In OpenFang, an agent is a persistent conversational entity with its own identity, memory, capabilities, and model configuration. Unlike stateless LLM wrappers, OpenFang agents maintain long-running sessions, build knowledge graphs, and can spawn child agents.
Agents are first-class citizens in OpenFang. They have IDs, manifests, budgets, permissions, and appear in the kernel’s agent registry.

Agent Manifest

Every agent is defined by an AgentManifest that declares:
pub struct AgentManifest {
    pub id: AgentId,                    // Unique identifier
    pub name: String,                   // Human-readable name
    pub description: String,            // What this agent does
    pub module: String,                 // Execution module (builtin:chat, etc.)
    pub provider: String,               // LLM provider (anthropic, openai, etc.)
    pub model: String,                  // Model ID
    pub system_prompt: String,          // Instructions for the LLM
    pub max_tokens: u32,                // Response length limit
    pub temperature: f32,               // Sampling temperature
    pub capabilities: Vec<Capability>,  // Allowed operations
    pub tools: Vec<String>,             // Allowed tool names
    pub created_at: DateTime<Utc>,
    pub metadata: HashMap<String, Value>,
}
Capabilities define what an agent can do. Examples:
pub enum Capability {
    FileRead,           // Read files from disk
    FileWrite,          // Write files to disk
    ShellExec,          // Execute shell commands
    NetworkAccess,      // Make HTTP requests
    AgentSpawn,         // Spawn child agents
    MemoryAccess,       // Read/write memory
    BrowserControl,     // Drive headless browser
}
The kernel checks capabilities before every tool invocation.
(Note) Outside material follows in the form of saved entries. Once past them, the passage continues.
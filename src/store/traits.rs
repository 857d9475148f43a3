use thiserror::Error;

use crate::logic::{ByCountResults, FilterSpec, PageWindow};
use crate::model::{File, Namespace, Organization, Sample, Subject};

/// Failures a store can surface. Everything else (missing fields, odd
/// metadata shapes, unknown filters) is absorbed by the filter/aggregation
/// layer, which is total over arbitrary documents.
#[derive(Debug, Error)]
pub enum StoreError {
    /// The backing query engine is unreachable or failed mid-query.
    /// Surfaced as 503; never retried here.
    #[error("{0}")]
    Unavailable(String),
    /// The backing document store is missing or malformed.
    /// Surfaced as 500.
    #[error("{0}")]
    Config(String),
}

pub type StoreResult<T> = Result<T, StoreError>;

/// One window of a filtered collection plus the pre-window total.
#[derive(Debug, Clone, PartialEq)]
pub struct Page<T> {
    pub items: Vec<T>,
    pub total: usize,
}

#[async_trait::async_trait]
pub trait SubjectStore: Send + Sync {
    /// List subjects matching the filter spec, windowed.
    async fn list_subjects(
        &self,
        filters: &FilterSpec,
        window: PageWindow,
    ) -> StoreResult<Page<Subject>>;
    /// Get a subject by its (organization, namespace, name) identity.
    async fn get_subject(
        &self,
        organization: &str,
        namespace: &str,
        name: &str,
    ) -> StoreResult<Option<Subject>>;
    /// Total number of subjects, unfiltered.
    async fn count_subjects(&self) -> StoreResult<usize>;
    /// Value-frequency table for a metadata field over matching subjects.
    async fn subjects_by_count(
        &self,
        field: &str,
        filters: &FilterSpec,
    ) -> StoreResult<ByCountResults>;
}

#[async_trait::async_trait]
pub trait SampleStore: Send + Sync {
    async fn list_samples(
        &self,
        filters: &FilterSpec,
        window: PageWindow,
    ) -> StoreResult<Page<Sample>>;
    async fn get_sample(
        &self,
        organization: &str,
        namespace: &str,
        name: &str,
    ) -> StoreResult<Option<Sample>>;
    async fn count_samples(&self) -> StoreResult<usize>;
    async fn samples_by_count(
        &self,
        field: &str,
        filters: &FilterSpec,
    ) -> StoreResult<ByCountResults>;
}

#[async_trait::async_trait]
pub trait FileStore: Send + Sync {
    async fn list_files(&self, filters: &FilterSpec, window: PageWindow)
        -> StoreResult<Page<File>>;
    async fn get_file(
        &self,
        organization: &str,
        namespace: &str,
        name: &str,
    ) -> StoreResult<Option<File>>;
    async fn count_files(&self) -> StoreResult<usize>;
    async fn files_by_count(
        &self,
        field: &str,
        filters: &FilterSpec,
    ) -> StoreResult<ByCountResults>;
}

#[async_trait::async_trait]
pub trait NamespaceStore: Send + Sync {
    async fn list_namespaces(&self) -> StoreResult<Vec<Namespace>>;
    /// Get a namespace by its (organization, name) identity.
    async fn get_namespace(
        &self,
        organization: &str,
        name: &str,
    ) -> StoreResult<Option<Namespace>>;
}

#[async_trait::async_trait]
pub trait OrganizationStore: Send + Sync {
    async fn list_organizations(&self) -> StoreResult<Vec<Organization>>;
    async fn get_organization(&self, identifier: &str) -> StoreResult<Option<Organization>>;
}

pub trait Store:
    SubjectStore + SampleStore + FileStore + NamespaceStore + OrganizationStore + Send + Sync
{
}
If an agent tries to use file_write without FileWrite capability, the call is rejected with an audit trail entry.

The Agent Loop

When a user sends a message to an agent, the kernel invokes the agent loop — the core execution engine in openfang-runtime/src/agent_loop.rs.
1

Session Retrieval

Load the agent’s conversation history from the memory substrate. If this is the first message, create a new session.
2

Memory Recall

Query the semantic store for relevant past memories using vector similarity search (if embedding driver available) or full-text search.
let memories = memory.recall_with_embedding_async(
    user_message,
    5,  // Top 5 most relevant
    Some(MemoryFilter { agent_id, .. }),
    Some(&query_embedding),
).await?;
3

Prompt Construction

Build the final LLM prompt by combining:
  • System prompt from manifest
  • Recalled memories (appended as context)
  • Session message history
  • Tool definitions (if agent has tool-use capability)
  • User’s new message
4

LLM Invocation

Call the LLM driver (Anthropic, Gemini, or OpenAI-compatible) with the constructed prompt. Stream tokens back as they arrive.
let mut stream = driver.complete(CompletionRequest {
    model: &manifest.model,
    messages: &prompt_messages,
    tools: Some(&available_tools),
    max_tokens: manifest.max_tokens,
    temperature: manifest.temperature,
}).await?;
5

Tool Execution

If the LLM returns tool calls, execute each one:
  • Capability check: Verify agent has permission for this tool
  • Taint check: Ensure no untrusted data flows into privileged operations
  • WASM sandbox: If the tool is a custom skill, run it in the WASM sandbox with fuel metering
  • Timeout enforcement: Kill tools that run longer than 120 seconds
  • Audit logging: Record every tool invocation in the Merkle hash chain
Return tool results as new messages and loop back to step 4.
6

Iteration Guard

The loop runs for up to 50 iterations (or the agent’s max_iterations override). This prevents infinite loops and runaway costs.
const MAX_ITERATIONS: u32 = 50;

for iteration in 0..MAX_ITERATIONS {
    // ... LLM call + tool execution
    if stop_reason == StopReason::EndTurn {
        break;
    }
}
7

Response Assembly

Extract the final text response, apply reply directives (e.g., [[silent]], [[delay:5s]]), and return to the kernel.
8

Session Persistence

Save the updated message history and usage statistics back to the memory substrate.
The agent loop is synchronous per agent — only one message at a time per agent. This prevents session corruption from concurrent writes. Multiple agents can run in parallel.

Loop Guards & Safety

OpenFang includes multiple layers of protection against runaway agents:

Loop Guard (Circuit Breaker)

Detects when an agent is stuck in a tool-call loop:
pub struct LoopGuardConfig {
    pub max_iterations: u32,           // Hard iteration cap
    pub max_same_tool_streak: u32,     // Same tool N times in a row
    pub max_tool_pair_ping_pong: u32,  // A→B→A→B pattern
}
When triggered, the guard injects a system message:
LOOP DETECTED: You have called the same tool 5 times in a row. Consider a different approach or provide a final answer.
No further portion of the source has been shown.